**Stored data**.

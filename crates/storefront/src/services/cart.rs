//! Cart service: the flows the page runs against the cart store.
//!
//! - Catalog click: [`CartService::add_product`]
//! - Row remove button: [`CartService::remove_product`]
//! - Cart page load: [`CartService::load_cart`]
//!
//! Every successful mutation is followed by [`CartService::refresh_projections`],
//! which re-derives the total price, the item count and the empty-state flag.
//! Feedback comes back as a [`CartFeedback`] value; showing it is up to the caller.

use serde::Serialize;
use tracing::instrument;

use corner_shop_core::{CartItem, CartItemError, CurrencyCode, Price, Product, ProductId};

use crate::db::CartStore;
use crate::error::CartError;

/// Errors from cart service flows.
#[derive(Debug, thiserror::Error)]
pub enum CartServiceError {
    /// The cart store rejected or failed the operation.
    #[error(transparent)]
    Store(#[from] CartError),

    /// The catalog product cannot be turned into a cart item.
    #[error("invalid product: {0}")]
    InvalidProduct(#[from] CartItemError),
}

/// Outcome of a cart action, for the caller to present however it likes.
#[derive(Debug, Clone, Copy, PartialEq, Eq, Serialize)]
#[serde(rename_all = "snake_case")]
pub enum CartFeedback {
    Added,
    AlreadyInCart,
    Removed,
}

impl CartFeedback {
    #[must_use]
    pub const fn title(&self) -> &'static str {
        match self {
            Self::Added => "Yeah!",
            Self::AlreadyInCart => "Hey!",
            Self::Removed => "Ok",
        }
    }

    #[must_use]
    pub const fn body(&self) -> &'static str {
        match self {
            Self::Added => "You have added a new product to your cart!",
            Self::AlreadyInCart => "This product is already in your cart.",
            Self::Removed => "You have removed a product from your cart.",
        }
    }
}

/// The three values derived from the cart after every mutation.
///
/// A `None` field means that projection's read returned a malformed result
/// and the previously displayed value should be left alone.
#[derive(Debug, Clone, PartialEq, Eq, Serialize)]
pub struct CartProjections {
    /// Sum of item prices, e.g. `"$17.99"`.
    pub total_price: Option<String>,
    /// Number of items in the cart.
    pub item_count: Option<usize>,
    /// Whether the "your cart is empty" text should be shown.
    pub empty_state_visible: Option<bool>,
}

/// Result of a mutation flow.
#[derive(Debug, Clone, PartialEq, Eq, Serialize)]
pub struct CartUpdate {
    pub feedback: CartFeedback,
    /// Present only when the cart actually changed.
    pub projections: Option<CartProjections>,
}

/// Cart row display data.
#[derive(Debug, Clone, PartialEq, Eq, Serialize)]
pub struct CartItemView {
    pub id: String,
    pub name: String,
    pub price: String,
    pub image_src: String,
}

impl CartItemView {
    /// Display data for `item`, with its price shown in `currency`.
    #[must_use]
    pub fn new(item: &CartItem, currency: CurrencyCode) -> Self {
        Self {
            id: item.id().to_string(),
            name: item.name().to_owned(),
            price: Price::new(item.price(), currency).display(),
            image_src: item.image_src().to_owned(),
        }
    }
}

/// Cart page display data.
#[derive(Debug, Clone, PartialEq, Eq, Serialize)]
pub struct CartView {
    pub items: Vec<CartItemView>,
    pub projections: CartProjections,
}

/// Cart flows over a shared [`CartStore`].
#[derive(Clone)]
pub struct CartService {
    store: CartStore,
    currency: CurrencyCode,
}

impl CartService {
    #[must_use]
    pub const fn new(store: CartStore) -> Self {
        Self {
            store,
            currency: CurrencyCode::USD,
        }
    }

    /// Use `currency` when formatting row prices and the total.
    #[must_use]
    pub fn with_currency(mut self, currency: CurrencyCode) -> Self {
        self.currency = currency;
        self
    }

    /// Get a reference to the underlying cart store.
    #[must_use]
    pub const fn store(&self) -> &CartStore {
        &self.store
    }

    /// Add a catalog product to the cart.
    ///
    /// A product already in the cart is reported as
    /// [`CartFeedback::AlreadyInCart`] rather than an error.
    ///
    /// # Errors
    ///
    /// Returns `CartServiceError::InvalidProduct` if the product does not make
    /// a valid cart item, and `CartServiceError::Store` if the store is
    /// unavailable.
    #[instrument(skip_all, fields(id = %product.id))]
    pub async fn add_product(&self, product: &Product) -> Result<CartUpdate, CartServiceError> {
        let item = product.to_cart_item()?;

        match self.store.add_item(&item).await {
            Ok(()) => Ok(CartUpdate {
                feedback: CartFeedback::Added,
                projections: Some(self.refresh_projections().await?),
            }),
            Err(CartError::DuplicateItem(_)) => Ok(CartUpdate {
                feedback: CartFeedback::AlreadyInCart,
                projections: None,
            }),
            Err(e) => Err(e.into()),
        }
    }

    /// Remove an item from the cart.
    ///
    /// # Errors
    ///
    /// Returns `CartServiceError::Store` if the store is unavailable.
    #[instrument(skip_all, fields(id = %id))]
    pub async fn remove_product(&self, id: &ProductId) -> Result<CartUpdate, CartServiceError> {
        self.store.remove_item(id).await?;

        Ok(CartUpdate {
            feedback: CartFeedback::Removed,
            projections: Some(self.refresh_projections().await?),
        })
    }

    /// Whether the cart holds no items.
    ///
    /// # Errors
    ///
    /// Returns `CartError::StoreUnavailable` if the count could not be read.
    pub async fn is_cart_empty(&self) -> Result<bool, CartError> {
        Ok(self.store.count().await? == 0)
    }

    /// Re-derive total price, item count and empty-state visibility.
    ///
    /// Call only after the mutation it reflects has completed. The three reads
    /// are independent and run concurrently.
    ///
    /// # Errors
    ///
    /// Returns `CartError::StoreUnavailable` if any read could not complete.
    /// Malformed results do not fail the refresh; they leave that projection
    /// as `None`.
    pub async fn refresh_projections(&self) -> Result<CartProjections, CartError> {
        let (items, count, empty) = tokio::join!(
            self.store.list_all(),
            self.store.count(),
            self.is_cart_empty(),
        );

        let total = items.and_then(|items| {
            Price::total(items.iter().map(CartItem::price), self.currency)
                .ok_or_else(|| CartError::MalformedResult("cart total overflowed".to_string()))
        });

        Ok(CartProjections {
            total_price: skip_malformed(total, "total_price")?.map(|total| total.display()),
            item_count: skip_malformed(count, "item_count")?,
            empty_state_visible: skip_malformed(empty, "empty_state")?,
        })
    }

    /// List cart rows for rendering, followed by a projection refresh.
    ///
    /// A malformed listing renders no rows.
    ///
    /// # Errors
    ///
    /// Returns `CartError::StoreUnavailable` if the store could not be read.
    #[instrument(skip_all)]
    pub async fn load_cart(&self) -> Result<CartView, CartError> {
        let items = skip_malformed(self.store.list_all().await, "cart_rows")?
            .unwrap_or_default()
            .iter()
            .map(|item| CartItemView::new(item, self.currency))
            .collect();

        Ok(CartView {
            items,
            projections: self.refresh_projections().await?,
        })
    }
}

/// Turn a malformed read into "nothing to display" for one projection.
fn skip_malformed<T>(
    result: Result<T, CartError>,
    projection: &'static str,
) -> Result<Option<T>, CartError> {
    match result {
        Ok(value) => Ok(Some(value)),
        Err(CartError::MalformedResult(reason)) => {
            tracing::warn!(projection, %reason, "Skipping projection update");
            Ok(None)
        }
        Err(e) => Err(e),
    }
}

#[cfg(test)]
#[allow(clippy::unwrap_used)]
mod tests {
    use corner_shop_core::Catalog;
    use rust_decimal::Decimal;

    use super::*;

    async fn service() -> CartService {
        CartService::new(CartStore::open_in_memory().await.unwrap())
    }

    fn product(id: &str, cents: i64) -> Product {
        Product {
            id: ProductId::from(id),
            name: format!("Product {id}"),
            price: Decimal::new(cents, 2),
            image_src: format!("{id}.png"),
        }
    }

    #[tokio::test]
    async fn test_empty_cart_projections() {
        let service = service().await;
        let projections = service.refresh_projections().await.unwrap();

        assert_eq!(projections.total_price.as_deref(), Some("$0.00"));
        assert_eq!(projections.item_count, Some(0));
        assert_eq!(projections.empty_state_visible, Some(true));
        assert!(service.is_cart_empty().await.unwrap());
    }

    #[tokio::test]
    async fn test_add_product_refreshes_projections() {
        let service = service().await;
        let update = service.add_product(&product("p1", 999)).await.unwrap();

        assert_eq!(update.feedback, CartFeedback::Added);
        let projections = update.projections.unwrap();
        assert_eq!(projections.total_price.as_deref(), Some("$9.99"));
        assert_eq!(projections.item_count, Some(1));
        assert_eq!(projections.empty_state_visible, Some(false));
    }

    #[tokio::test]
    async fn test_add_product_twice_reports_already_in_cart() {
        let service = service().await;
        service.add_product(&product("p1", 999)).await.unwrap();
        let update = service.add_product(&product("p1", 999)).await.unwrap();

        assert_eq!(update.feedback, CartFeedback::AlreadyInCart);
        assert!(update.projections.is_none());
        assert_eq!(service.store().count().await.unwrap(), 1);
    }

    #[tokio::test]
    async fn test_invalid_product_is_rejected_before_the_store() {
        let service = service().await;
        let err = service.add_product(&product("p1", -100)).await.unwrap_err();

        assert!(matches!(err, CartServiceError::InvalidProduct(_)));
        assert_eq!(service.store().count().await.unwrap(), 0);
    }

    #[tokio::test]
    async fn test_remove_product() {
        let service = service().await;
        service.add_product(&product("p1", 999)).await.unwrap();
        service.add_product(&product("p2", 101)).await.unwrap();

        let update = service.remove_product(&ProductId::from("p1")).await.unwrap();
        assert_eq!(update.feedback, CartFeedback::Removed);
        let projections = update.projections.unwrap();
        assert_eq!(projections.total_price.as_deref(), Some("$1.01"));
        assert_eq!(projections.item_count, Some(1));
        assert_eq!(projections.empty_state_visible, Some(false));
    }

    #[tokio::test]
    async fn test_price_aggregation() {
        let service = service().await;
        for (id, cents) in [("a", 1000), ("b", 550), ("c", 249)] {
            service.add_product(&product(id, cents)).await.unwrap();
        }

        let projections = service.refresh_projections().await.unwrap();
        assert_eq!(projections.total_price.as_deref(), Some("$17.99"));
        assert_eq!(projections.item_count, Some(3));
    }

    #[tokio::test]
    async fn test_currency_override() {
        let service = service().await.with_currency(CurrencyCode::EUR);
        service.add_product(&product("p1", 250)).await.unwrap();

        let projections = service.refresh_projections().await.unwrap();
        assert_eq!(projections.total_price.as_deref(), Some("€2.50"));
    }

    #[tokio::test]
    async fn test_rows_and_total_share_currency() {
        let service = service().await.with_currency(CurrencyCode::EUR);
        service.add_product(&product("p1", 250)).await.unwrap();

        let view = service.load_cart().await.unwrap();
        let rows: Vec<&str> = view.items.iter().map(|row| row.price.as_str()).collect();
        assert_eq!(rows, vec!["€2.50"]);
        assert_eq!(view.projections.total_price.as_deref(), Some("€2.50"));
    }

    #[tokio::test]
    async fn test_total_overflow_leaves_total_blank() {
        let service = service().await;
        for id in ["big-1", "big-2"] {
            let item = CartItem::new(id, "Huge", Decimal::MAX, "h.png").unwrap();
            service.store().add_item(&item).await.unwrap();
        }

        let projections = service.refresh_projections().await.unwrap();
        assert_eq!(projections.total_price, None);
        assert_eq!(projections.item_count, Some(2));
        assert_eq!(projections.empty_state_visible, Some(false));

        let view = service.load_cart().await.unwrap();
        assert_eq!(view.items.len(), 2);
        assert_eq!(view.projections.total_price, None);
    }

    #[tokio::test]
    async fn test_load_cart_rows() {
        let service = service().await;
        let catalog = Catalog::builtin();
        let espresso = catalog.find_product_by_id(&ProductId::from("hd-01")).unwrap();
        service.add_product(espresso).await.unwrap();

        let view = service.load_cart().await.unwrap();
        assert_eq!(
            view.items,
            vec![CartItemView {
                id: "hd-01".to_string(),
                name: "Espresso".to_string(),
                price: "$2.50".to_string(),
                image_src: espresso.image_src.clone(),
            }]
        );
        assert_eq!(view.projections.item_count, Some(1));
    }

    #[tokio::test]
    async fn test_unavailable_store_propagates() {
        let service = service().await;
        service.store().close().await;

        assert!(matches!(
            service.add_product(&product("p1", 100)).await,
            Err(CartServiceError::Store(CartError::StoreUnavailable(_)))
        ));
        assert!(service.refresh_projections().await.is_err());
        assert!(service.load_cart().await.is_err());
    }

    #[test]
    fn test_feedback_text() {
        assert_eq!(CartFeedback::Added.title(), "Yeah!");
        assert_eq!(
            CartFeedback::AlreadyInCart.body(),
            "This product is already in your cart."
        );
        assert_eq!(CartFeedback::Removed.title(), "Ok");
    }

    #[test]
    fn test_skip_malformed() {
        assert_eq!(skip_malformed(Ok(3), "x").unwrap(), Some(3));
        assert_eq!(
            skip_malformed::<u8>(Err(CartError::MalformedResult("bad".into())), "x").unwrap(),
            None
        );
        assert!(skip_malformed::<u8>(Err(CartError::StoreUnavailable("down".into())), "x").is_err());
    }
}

**WHAT TO PRODUCE**.
Which lines above hold the string "fields"? Show each of them.

**ANSWER SECTION**.
    #[instrument(skip_all, fields(id = %product.id))]
    #[instrument(skip_all, fields(id = %id))]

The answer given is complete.